Qu’est-ce que ça vous fait d’être vous-mêmes des dieux – ou en tout cas des idoles – du doom pour des générations de musiciens ?
Leif : Je ne suis certainement pas un dieu, mais je suis très honoré que certains groupes nous aiment et nous voient comme des sortes de précurseurs du doom. Nous n’avons pas créé le doom, c’est Black Sabbath qui l’a fait. Nous avons – peut-être – été les premiers à identifier ça comme du doom et Epicus en est le monument, qui tient toujours aussi solidement débout, j’adore cet album ! C’est agréable de voir que c’est le cas aussi d’autres gens. Le public devient fou lors des concerts quand nous commençons « Under The Oak », par exemple, ou « A Sorcerer’s Pledge ». On dirait que cet album vit sa propre vie.

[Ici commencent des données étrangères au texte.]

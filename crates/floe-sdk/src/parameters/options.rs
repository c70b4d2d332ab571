//! Option structs for setting, unsetting and listing parameters.

use super::names::{ObjectType, ParameterName};
use super::values::{coerce, ParameterLiteral};
use crate::error::Result;
use crate::identifiers::{AccountObjectIdentifier, AnyIdentifier};
use crate::render::{IdentifierValue, ListItem, RenderError, RenderSql, SqlWriter, Static};
use crate::resources::Like;
use crate::validation::{Validate, ValidationErrors, Violations};
use crate::SqlOptions;

/// `NAME = value`.
#[derive(Debug, Clone, PartialEq, Eq)]
pub struct ParameterAssignment {
    /// The parameter name.
    pub name: &'static str,
    /// The coerced value.
    pub value: ParameterLiteral,
}

impl ParameterAssignment {
    /// Coerces `value` to the type of `parameter`.
    ///
    /// # Errors
    ///
    /// Returns [`Error::InvalidParameterValue`](crate::Error::InvalidParameterValue)
    /// when the value does not fit the parameter's type.
    pub fn new<P: ParameterName>(parameter: P, value: &str) -> Result<Self> {
        Ok(Self {
            name: parameter.name(),
            value: coerce(parameter.name(), parameter.kind(), value)?,
        })
    }
}

impl ListItem for ParameterAssignment {
    fn list_item(&self) -> std::result::Result<String, RenderError> {
        Ok(format!("{} = {}", self.name, self.value))
    }
}

/// The assignments of a `SET` clause, space separated.
#[derive(Debug, Clone, Default, PartialEq, Eq, SqlOptions)]
pub struct ParameterSet {
    #[sql(list, no_parentheses, no_comma)]
    pub assignments: Vec<ParameterAssignment>,
}

impl ParameterSet {
    /// A single assignment.
    #[must_use]
    pub fn one(assignment: ParameterAssignment) -> Self {
        Self {
            assignments: vec![assignment],
        }
    }
}

impl Validate for ParameterSet {
    fn validate(&self) -> std::result::Result<(), ValidationErrors> {
        Violations::new("ParameterSet")
            .non_empty("assignments", &self.assignments)
            .finish()
    }
}

/// The names of an `UNSET` clause, comma separated.
#[derive(Debug, Clone, Default, PartialEq, Eq, SqlOptions)]
pub struct ParameterUnset {
    #[sql(list, no_parentheses)]
    pub names: Vec<String>,
}

impl ParameterUnset {
    /// A single name.
    #[must_use]
    pub fn one<P: ParameterName>(parameter: P) -> Self {
        Self {
            names: vec![parameter.name().to_string()],
        }
    }
}

impl Validate for ParameterUnset {
    fn validate(&self) -> std::result::Result<(), ValidationErrors> {
        Violations::new("ParameterUnset")
            .non_empty("names", &self.names)
            .finish()
    }
}

/// `ALTER ACCOUNT SET|UNSET ...`.
#[derive(Debug, Clone, Default, SqlOptions)]
pub struct AlterAccountParametersOptions {
    #[sql(static = "ALTER ACCOUNT")]
    pub alter: Static,
    #[sql(nested = "SET")]
    pub set: Option<ParameterSet>,
    #[sql(nested = "UNSET")]
    pub unset: Option<ParameterUnset>,
}

impl Validate for AlterAccountParametersOptions {
    fn validate(&self) -> std::result::Result<(), ValidationErrors> {
        Violations::new("AlterAccountParametersOptions")
            .exactly_one_of(&[("Set", &self.set), ("Unset", &self.unset)])
            .nested(self.set.as_ref())
            .nested(self.unset.as_ref())
            .finish()
    }
}

/// `ALTER USER [IF EXISTS] <user> SET|UNSET ...`.
#[derive(Debug, Clone, Default, SqlOptions)]
pub struct AlterUserParametersOptions {
    #[sql(static = "ALTER USER")]
    pub alter: Static,
    #[sql(keyword = "IF EXISTS")]
    pub if_exists: bool,
    #[sql(identifier)]
    pub name: AccountObjectIdentifier,
    #[sql(nested = "SET")]
    pub set: Option<ParameterSet>,
    #[sql(nested = "UNSET")]
    pub unset: Option<ParameterUnset>,
}

impl Validate for AlterUserParametersOptions {
    fn validate(&self) -> std::result::Result<(), ValidationErrors> {
        Violations::new("AlterUserParametersOptions")
            .identifier("name", &self.name)
            .exactly_one_of(&[("Set", &self.set), ("Unset", &self.unset)])
            .nested(self.set.as_ref())
            .nested(self.unset.as_ref())
            .finish()
    }
}

/// `ALTER <object type> [IF EXISTS] <name> SET|UNSET ...`.
#[derive(Debug, Clone, Default, SqlOptions)]
pub struct AlterObjectParametersOptions {
    #[sql(static = "ALTER")]
    pub alter: Static,
    #[sql(keyword)]
    pub object_type: Option<ObjectType>,
    #[sql(keyword = "IF EXISTS")]
    pub if_exists: bool,
    #[sql(identifier)]
    pub name: Option<AnyIdentifier>,
    #[sql(nested = "SET")]
    pub set: Option<ParameterSet>,
    #[sql(nested = "UNSET")]
    pub unset: Option<ParameterUnset>,
}

impl Validate for AlterObjectParametersOptions {
    fn validate(&self) -> std::result::Result<(), ValidationErrors> {
        Violations::new("AlterObjectParametersOptions")
            .check(self.object_type.is_some(), || {
                "object type must be set".to_string()
            })
            .check(self.name.is_some(), || "name must be set".to_string())
            .identifier_if_set("name", self.name.as_ref())
            .exactly_one_of(&[("Set", &self.set), ("Unset", &self.unset)])
            .nested(self.set.as_ref())
            .nested(self.unset.as_ref())
            .finish()
    }
}

/// The `IN ...` scope of `SHOW PARAMETERS`.
#[derive(Debug, Clone, PartialEq, Eq)]
pub enum ParametersIn {
    /// `IN SESSION`.
    Session,
    /// `IN ACCOUNT`.
    Account,
    /// `IN USER <user>`.
    User(AccountObjectIdentifier),
    /// `IN <object type> <name>`.
    Object(ObjectType, AnyIdentifier),
}

impl RenderSql for ParametersIn {
    fn render_sql(&self, w: &mut SqlWriter) -> std::result::Result<(), RenderError> {
        match self {
            Self::Session => w.push_token("IN SESSION"),
            Self::Account => w.push_token("IN ACCOUNT"),
            Self::User(user) => w.push_token(format!("IN USER {}", user.qualified_name()?)),
            Self::Object(object_type, name) => {
                w.push_token(format!("IN {object_type} {}", name.qualified_name()?));
            }
        }
        Ok(())
    }
}

/// `SHOW PARAMETERS [LIKE '...'] [IN ...]`.
#[derive(Debug, Clone, Default, SqlOptions)]
pub struct ShowParametersOptions {
    #[sql(static = "SHOW PARAMETERS")]
    pub show: Static,
    #[sql(nested)]
    pub like: Option<Like>,
    #[sql(nested)]
    pub in_: Option<ParametersIn>,
}

impl ShowParametersOptions {
    /// Parameters matching `like` in scope `in_`.
    #[must_use]
    pub fn new(like: Option<Like>, in_: Option<ParametersIn>) -> Self {
        Self {
            like,
            in_,
            ..Default::default()
        }
    }
}

impl Validate for ShowParametersOptions {
    fn validate(&self) -> std::result::Result<(), ValidationErrors> {
        let v = Violations::new("ShowParametersOptions");
        match &self.in_ {
            Some(ParametersIn::User(user)) => v.identifier("in", user),
            Some(ParametersIn::Object(_, name)) => v.identifier("in", name),
            _ => v,
        }
        .finish()
    }
}

#[cfg(test)]
mod tests {
    use super::*;
    use crate::identifiers::SchemaObjectIdentifier;
    use crate::parameters::names::{AccountParameter, ObjectParameter, SessionParameter};
    use crate::render::render;

    #[test]
    fn test_alter_account_set() {
        let opts = AlterAccountParametersOptions {
            set: Some(ParameterSet {
                assignments: vec![
                    ParameterAssignment::new(AccountParameter::AllowIdToken, "TRUE").unwrap(),
                    ParameterAssignment::new(AccountParameter::ClientEncryptionKeySize, "256")
                        .unwrap(),
                    ParameterAssignment::new(AccountParameter::Timezone, "UTC").unwrap(),
                ],
            }),
            ..Default::default()
        };
        assert!(opts.validate().is_ok());
        assert_eq!(
            render(&opts).unwrap(),
            "ALTER ACCOUNT SET ALLOW_ID_TOKEN = true CLIENT_ENCRYPTION_KEY_SIZE = 256 TIMEZONE = 'UTC'"
        );
    }

    #[test]
    fn test_alter_account_unset_list() {
        let opts = AlterAccountParametersOptions {
            unset: Some(ParameterUnset {
                names: vec!["AUTOCOMMIT".to_string(), "QUERY_TAG".to_string()],
            }),
            ..Default::default()
        };
        assert_eq!(
            render(&opts).unwrap(),
            "ALTER ACCOUNT UNSET AUTOCOMMIT, QUERY_TAG"
        );
    }

    #[test]
    fn test_alter_account_requires_one_clause() {
        let err = AlterAccountParametersOptions::default().validate().unwrap_err();
        assert!(err.to_string().contains("exactly one of"));

        let empty = AlterAccountParametersOptions {
            set: Some(ParameterSet::default()),
            ..Default::default()
        };
        assert!(empty.validate().is_err());
    }

    #[test]
    fn test_alter_user() {
        let opts = AlterUserParametersOptions {
            if_exists: true,
            name: AccountObjectIdentifier::new("bob"),
            set: Some(ParameterSet::one(
                ParameterAssignment::new(SessionParameter::LogLevel, "warn").unwrap(),
            )),
            ..Default::default()
        };
        assert_eq!(
            render(&opts).unwrap(),
            r#"ALTER USER IF EXISTS "bob" SET LOG_LEVEL = 'WARN'"#
        );
    }

    #[test]
    fn test_alter_object() {
        let opts = AlterObjectParametersOptions {
            object_type: Some(ObjectType::Table),
            name: Some(SchemaObjectIdentifier::new("db", "s", "t").into()),
            set: Some(ParameterSet::one(
                ParameterAssignment::new(ObjectParameter::DataRetentionTimeInDays, "7").unwrap(),
            )),
            ..Default::default()
        };
        assert_eq!(
            render(&opts).unwrap(),
            r#"ALTER TABLE "db"."s"."t" SET DATA_RETENTION_TIME_IN_DAYS = 7"#
        );

        let missing = AlterObjectParametersOptions {
            unset: Some(ParameterUnset::one(ObjectParameter::LogLevel)),
            ..Default::default()
        };
        let err = missing.validate().unwrap_err();
        assert_eq!(err.errors().len(), 2);
    }

    #[test]
    fn test_show_parameters_scopes() {
        let like = || Some(Like::new("LOG_LEVEL"));
        assert_eq!(
            render(&ShowParametersOptions::new(like(), Some(ParametersIn::Session))).unwrap(),
            "SHOW PARAMETERS LIKE 'LOG_LEVEL' IN SESSION"
        );
        assert_eq!(
            render(&ShowParametersOptions::new(
                like(),
                Some(ParametersIn::User(AccountObjectIdentifier::new("bob")))
            ))
            .unwrap(),
            r#"SHOW PARAMETERS LIKE 'LOG_LEVEL' IN USER "bob""#
        );
        assert_eq!(
            render(&ShowParametersOptions::new(
                like(),
                Some(ParametersIn::Object(
                    ObjectType::Database,
                    AccountObjectIdentifier::new("db").into()
                ))
            ))
            .unwrap(),
            r#"SHOW PARAMETERS LIKE 'LOG_LEVEL' IN DATABASE "db""#
        );
        assert_eq!(
            render(&ShowParametersOptions::default()).unwrap(),
            "SHOW PARAMETERS"
        );
    }
}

Dans les paroles de « Black Butterfly », on peut entendre les mots « children of the grave ». Est-ce un clin d’œil volontaire à Black Sabbath ou juste une coïncidence ?
C’était un clin d’œil conscient aux maîtres. J’essaye de mettre des petits trucs ici et là sur les albums que je fais et qui sont mes petits hommages personnels à mes différents dieux. Ce n’est pas quelque chose dont je parle ou dont je fais la « publicité », mais c’est là. Si vous l’entendez, tant mieux.
Jennie-Ann Smith d’Avatarium, qui a déjà chanté des chœurs sur The Door To Doom, prête sa voix à « When Death Sighs ». Dans la chanson, vous chantez : « Je peux l’entendre soupirer, un souffle sans âme dans une mer d’argent, un homme dénommé Mort. » D’après ces paroles, la mort serait masculine, donc que représente la féminité de Jeannie-Ann dans ce refrain ?
Eh bien, je peux aussi voir la mort comme étant féminine, ou non genrée, mais ici, il se trouve que la mort est cet homme, cette ombre qui marche derrière toi, te suit à chacun de tes pas et se rapproche d’année en année. Ça craint de vieillir [rires]. Et nous revoilà avec cette idée de contraste. Jennie prête sa voix au refrain en duo avec Johan, d’une manière très yin et yang. La mort finira par atteindre chaque homme et chaque femme sur la planète. C’est inévitable. Simplement, souvenez-vous de l’amour au moment où la mort arrive, et tout ira bien. Johan et Jennie racontent ça joliment. Sa voix donne une autre dimension à la chanson.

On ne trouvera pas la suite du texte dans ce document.